Depending on the extent of the injury, we talk about different degrees of injury, subdivided according to Tossy:

  • Tossy I: here only the joint capsule of the AC joint is overstretched, without considerable injury to the ligaments. The X-ray load images do not show any abnormalities at all.
  • Tossy II: the joint capsule, including the ligaments, is torn between the acromion and the clavicle (acromioclavicular ligaments). The coracoclavicular ligaments are stretched or torn. The lateral end of the clavicle is positioned up to half the shaft width of the clavicle higher than the acromion in the X-ray load images. The degree of severity represents the so-called subluxation position and has a tendency towards early-onset arthrosis as both bones are still in contact with each other and are rubbing together (there is therefore also an indication for surgery in the case of slightly dislocated Tossy II injuries).
  • Tossy III: all ligaments, including the joint capsule, are torn (including the coracoclavicular ligaments between the clavicle and coracoid). In the X-ray, the lateral end of the clavicle is more than one shaft width higher.



Typical clinical symptoms are pain over the AC joint and piano key phenomenon: By applying pressure from above to the lateral end of the clavicle, which is significantly raised, it can be pressed downwards similar to a piano key. When releasing the pressure, however, the clavicle raises again immediately.



Conservative: Tossy I AC joint injuries can be treated without an operation:

  • Immobilising dressing for a few days (arm sling or similar industrial dressings)
  • Analgesic and anti-inflammatory medications
  • Build up of mobility, by means of physiotherapeutic support, as required, after the initial pain has regressed



Injuries classified as Tossy II and Tossy III should be operated on.

In this operation, the dislocated end of the clavicle that has been pushed upwards is pushed down into its correct position. So that it stays in the correct position until the capsular ligaments heal, insertion of metal pins with wires, screws or even a plate is required. The ligaments and capsule can also be sutured.

Recently, stabilisation with a new dynamic system (the LARS ligament) has proven very useful.

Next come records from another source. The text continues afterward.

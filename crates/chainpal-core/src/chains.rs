//! Selectable chains. Purely presentational: the choice is confirmed, not stored.

use crate::messaging::types::{InlineButton, InlineKeyboard};

pub const CHAIN_CALLBACK_PREFIX: &str = "chain:";

/// Chain keys and display names, in keyboard order.
pub const CHAINS: &[(&str, &str)] = &[
    ("ethereum", "Ethereum"),
    ("polygon", "Polygon"),
    ("linea", "Linea"),
    ("airdao", "AirDAO"),
];

pub fn display_name(key: &str) -> Option<&'static str> {
    CHAINS
        .iter()
        .find(|(k, _)| *k == key)
        .map(|(_, name)| *name)
}

/// One button per chain, callback data `chain:<key>`.
pub fn chain_keyboard() -> InlineKeyboard {
    InlineKeyboard::one_per_row(
        CHAINS
            .iter()
            .map(|(key, name)| InlineButton::callback(*name, format!("{CHAIN_CALLBACK_PREFIX}{key}"))),
    )
}

#[cfg(test)]
mod tests {
    use super::*;
    use crate::messaging::types::ButtonAction;

    #[test]
    fn looks_up_display_names() {
        assert_eq!(display_name("polygon"), Some("Polygon"));
        assert_eq!(display_name("airdao"), Some("AirDAO"));
        assert_eq!(display_name("Polygon"), None);
        assert_eq!(display_name("solana"), None);
    }

    #[test]
    fn keyboard_has_one_row_per_chain() {
        let kb = chain_keyboard();
        assert_eq!(kb.rows.len(), CHAINS.len());
        assert!(kb.rows.iter().all(|r| r.len() == 1));
        assert_eq!(kb.rows[0][0].label, "Ethereum");
        assert_eq!(
            kb.rows[3][0].action,
            ButtonAction::Callback("chain:airdao".to_string())
        );
    }
}
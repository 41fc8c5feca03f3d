use async_trait::async_trait;

use crate::{messaging::types::OutboundMessage, Result};

/// Outbound port to the messaging platform.
///
/// Implementations must not retry: a failed send is reported once and the
/// caller decides whether to log or propagate it.
#[async_trait]
pub trait MessagingPort: Send + Sync {
    async fn send_message(&self, msg: &OutboundMessage) -> Result<()>;

    async fn answer_callback_query(&self, callback_id: &str) -> Result<()>;
}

Please note that medical indications and treatments change constantly. Sometimes these changes occur more rapidly than I am able to update on my homepage. Some information regarding dosage, prescription and compositions of medications may have changed in the meantime. Reading an internet page cannot replace visiting a doctor - it may be that during an examination and subsequent discussion with your doctor, other information is also communicated as a result of new scientific knowledge.